Background: Decades of Warnings

UK maternity services have been subject to repeated high-profile scrutiny for more than 15 years. Investigations into failures at Morecambe Bay, East Kent, Nottingham, Shrewsbury and Telford, and others have consistently identified avoidable harm, persistent inequalities, poor communication, inadequate listening to families’ concerns, fragmented care, and failures to learn and implement recommendations. Despite numerous inquiries and reviews, many of the same issues continue to recur across maternity services, raising concerns about the effectiveness of systemic improvement efforts.

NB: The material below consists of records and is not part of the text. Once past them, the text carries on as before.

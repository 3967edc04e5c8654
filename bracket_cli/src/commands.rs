//! Subcommand implementations over bracket JSON.
//!
//! Each command takes already-read input and returns what should be written,
//! so `main` only deals with files and arguments.

use crate::config::CliConfig;
use anyhow::{Context, Result, bail};
use bracket_engine::bracket::{
    Bracket, BracketSide, Entrant, MatchId, MatchReport, assign_seeds, build_bracket_with_config,
    standings,
};
use bracket_engine::tournament::TournamentId;
use std::fmt::Write;

/// Seed a ranked entrant list and build its bracket
pub fn build(
    entrants_json: &str,
    tournament_id: TournamentId,
    config: &CliConfig,
) -> Result<Bracket> {
    let entrants: Vec<Entrant> = serde_json::from_str(entrants_json)
        .context("Entrants must be a JSON array of {id, name}")?;

    if entrants.len() > config.max_competitors {
        bail!(
            "{} entrants exceeds the limit of {}",
            entrants.len(),
            config.max_competitors
        );
    }

    let competitors = assign_seeds(entrants)?;
    let bracket = build_bracket_with_config(tournament_id, &competitors, config.bracket.clone())?;
    Ok(bracket)
}

/// Apply one match result
pub fn report(
    bracket: &mut Bracket,
    match_id: &str,
    winner: &str,
    loser: &str,
    score: Option<&str>,
) -> Result<()> {
    let match_id: MatchId = match_id.parse()?;
    let mut report = MatchReport::new(match_id, winner, loser);
    if let Some(score) = score {
        let (winner_score, loser_score) = parse_score(score)?;
        report = report.with_scores(winner_score, loser_score);
    }

    bracket
        .apply_result(&report)
        .map_err(|e| anyhow::anyhow!(e.client_message()))
        .with_context(|| format!("Result for {} rejected", match_id))?;

    if let Some(champion) = bracket.champion() {
        log::info!("{} won tournament {}", champion, bracket.tournament_id);
    }
    Ok(())
}

/// Parse a `W-L` score such as `3-1`
pub fn parse_score(score: &str) -> Result<(u32, u32)> {
    let Some((winner, loser)) = score.split_once('-') else {
        bail!("Score '{}' must look like 3-1", score);
    };
    let winner = winner
        .trim()
        .parse()
        .with_context(|| format!("Invalid winner score in '{}'", score))?;
    let loser = loser
        .trim()
        .parse()
        .with_context(|| format!("Invalid loser score in '{}'", score))?;
    Ok((winner, loser))
}

/// Read a bracket file's contents
pub fn load(json: &str) -> Result<Bracket> {
    Bracket::from_json(json).context("Not a bracket file")
}

pub fn to_json(bracket: &Bracket, config: &CliConfig) -> Result<String> {
    let json = if config.pretty_json {
        bracket.to_json_pretty()?
    } else {
        bracket.to_json()?
    };
    Ok(json)
}

/// One line per competitor: placement, record and byes
pub fn render_standings(bracket: &Bracket) -> String {
    let mut out = String::new();
    let _ = writeln!(
        out,
        "{:<6} {:<5} {:<20} {:>4} {:>6} {:>4}",
        "PLACE", "SEED", "COMPETITOR", "WINS", "LOSSES", "BYES"
    );

    for record in standings(bracket) {
        let place = match record.placement {
            Some(placement) => placement.to_string(),
            None => "-".to_string(),
        };
        let _ = writeln!(
            out,
            "{:<6} {:<5} {:<20} {:>4} {:>6} {:>4}",
            place, record.seed, record.name, record.wins, record.losses, record.byes
        );
    }

    match bracket.champion() {
        Some(champion) => {
            let name = bracket
                .competitor(champion)
                .map_or(champion.as_str(), |c| c.name.as_str());
            let _ = writeln!(out, "\nChampion: {}", name);
        }
        None => {
            let _ = writeln!(
                out,
                "\n{} match(es) playable",
                bracket.playable_matches().len()
            );
        }
    }
    out
}

/// Matches waiting for a result, grouped by bracket side
pub fn render_playable(bracket: &Bracket) -> String {
    let mut out = String::new();
    let playable = bracket.playable_matches();
    if playable.is_empty() {
        out.push_str("No playable matches\n");
        return out;
    }

    for m in playable {
        let Some((first, second)) = m.occupants() else {
            continue;
        };
        let side = match m.bracket_side {
            BracketSide::Winners => "winners",
            BracketSide::Losers => "losers",
            BracketSide::GrandFinals => "grand finals",
        };
        let _ = writeln!(
            out,
            "{:<6} {:<13} {} vs {}",
            m.id.to_string(),
            side,
            first,
            second
        );
    }
    out
}

#[cfg(test)]
mod tests {
    use super::*;

    const FOUR: &str = r#"[
        {"id": "A", "name": "Alpha"},
        {"id": "B", "name": "Bravo"},
        {"id": "C", "name": "Charlie"},
        {"id": "D", "name": "Delta"}
    ]"#;

    #[test]
    fn test_build_from_json() {
        let bracket = build(FOUR, 3, &CliConfig::default()).unwrap();
        assert_eq!(bracket.tournament_id, 3);
        assert_eq!(bracket.competitors[3].id.as_str(), "D");
        assert_eq!(bracket.competitors[3].seed, 4);
    }

    #[test]
    fn test_build_rejects_bad_input() {
        assert!(build("{}", 1, &CliConfig::default()).is_err());
        assert!(build(r#"[{"id": "A", "name": "Alpha"}]"#, 1, &CliConfig::default()).is_err());

        let config = CliConfig {
            max_competitors: 3,
            ..CliConfig::default()
        };
        let err = build(FOUR, 1, &config).unwrap_err();
        assert!(err.to_string().contains("limit of 3"));
    }

    #[test]
    fn test_report_and_reload() {
        let config = CliConfig::default();
        let mut bracket = build(FOUR, 1, &config).unwrap();
        report(&mut bracket, "W1-1", "A", "D", Some("2-0")).unwrap();

        let reloaded = load(&to_json(&bracket, &config).unwrap()).unwrap();
        assert_eq!(reloaded, bracket);
        let m = reloaded.get_match(&"W1-1".parse().unwrap()).unwrap();
        assert_eq!((m.slot1_score, m.slot2_score), (2, 0));
    }

    #[test]
    fn test_report_errors() {
        let mut bracket = build(FOUR, 1, &CliConfig::default()).unwrap();
        assert!(report(&mut bracket, "X9", "A", "D", None).is_err());
        assert!(report(&mut bracket, "W1-1", "A", "B", None).is_err());
        assert!(report(&mut bracket, "W1-1", "A", "D", Some("two-nil")).is_err());
        assert_eq!(bracket.playable_matches().len(), 2);
    }

    #[test]
    fn test_parse_score() {
        assert_eq!(parse_score("3-1").unwrap(), (3, 1));
        assert_eq!(parse_score(" 2 - 0 ").unwrap(), (2, 0));
        assert!(parse_score("3:1").is_err());
        assert!(parse_score("-1").is_err());
    }

    #[test]
    fn test_render_playable() {
        let mut bracket = build(FOUR, 1, &CliConfig::default()).unwrap();
        let text = render_playable(&bracket);
        assert!(text.contains("W1-1   winners       A vs D"));
        assert!(text.contains("W1-2"));

        for (id, winner, loser) in [
            ("W1-1", "A", "D"),
            ("W1-2", "B", "C"),
            ("W2-1", "A", "B"),
            ("L1-1", "C", "D"),
            ("L2-1", "C", "B"),
        ] {
            report(&mut bracket, id, winner, loser, None).unwrap();
        }
        assert!(render_playable(&bracket).contains("GF1    grand finals  A vs C"));

        report(&mut bracket, "GF1", "A", "C", None).unwrap();
        assert_eq!(render_playable(&bracket), "No playable matches\n");
    }

    #[test]
    fn test_render_standings() {
        let mut bracket = build(FOUR, 1, &CliConfig::default()).unwrap();
        for (id, winner, loser) in [
            ("W1-1", "A", "D"),
            ("W1-2", "B", "C"),
            ("W2-1", "A", "B"),
            ("L1-1", "C", "D"),
            ("L2-1", "C", "B"),
            ("GF1", "A", "C"),
        ] {
            report(&mut bracket, id, winner, loser, None).unwrap();
        }

        let text = render_standings(&bracket);
        let lines: Vec<&str> = text.lines().collect();
        assert!(lines[0].starts_with("PLACE"));
        assert!(lines[1].starts_with("1") && lines[1].contains("Alpha"));
        assert!(lines[4].starts_with("4") && lines[4].contains("Delta"));
        assert!(text.contains("Champion: Alpha"));
    }
}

The Better Births report (2016) set ambitious targets to reduce stillbirths, neonatal deaths, maternal deaths and brain injuries occurring during or shortly after birth. However, progress has been inconsistent. While improvements have been achieved in Some areas, declines have stalled or reversed in others, with certain mortality rates have risen in recent periods. The COVID-19 pandemic further exacerbated existing staffing and capacity pressures. Stark inequalities remain, with Black women approximately three times more likely to die in pregnancy or shortly after birth, with Black babies twice as likely to be stillborn.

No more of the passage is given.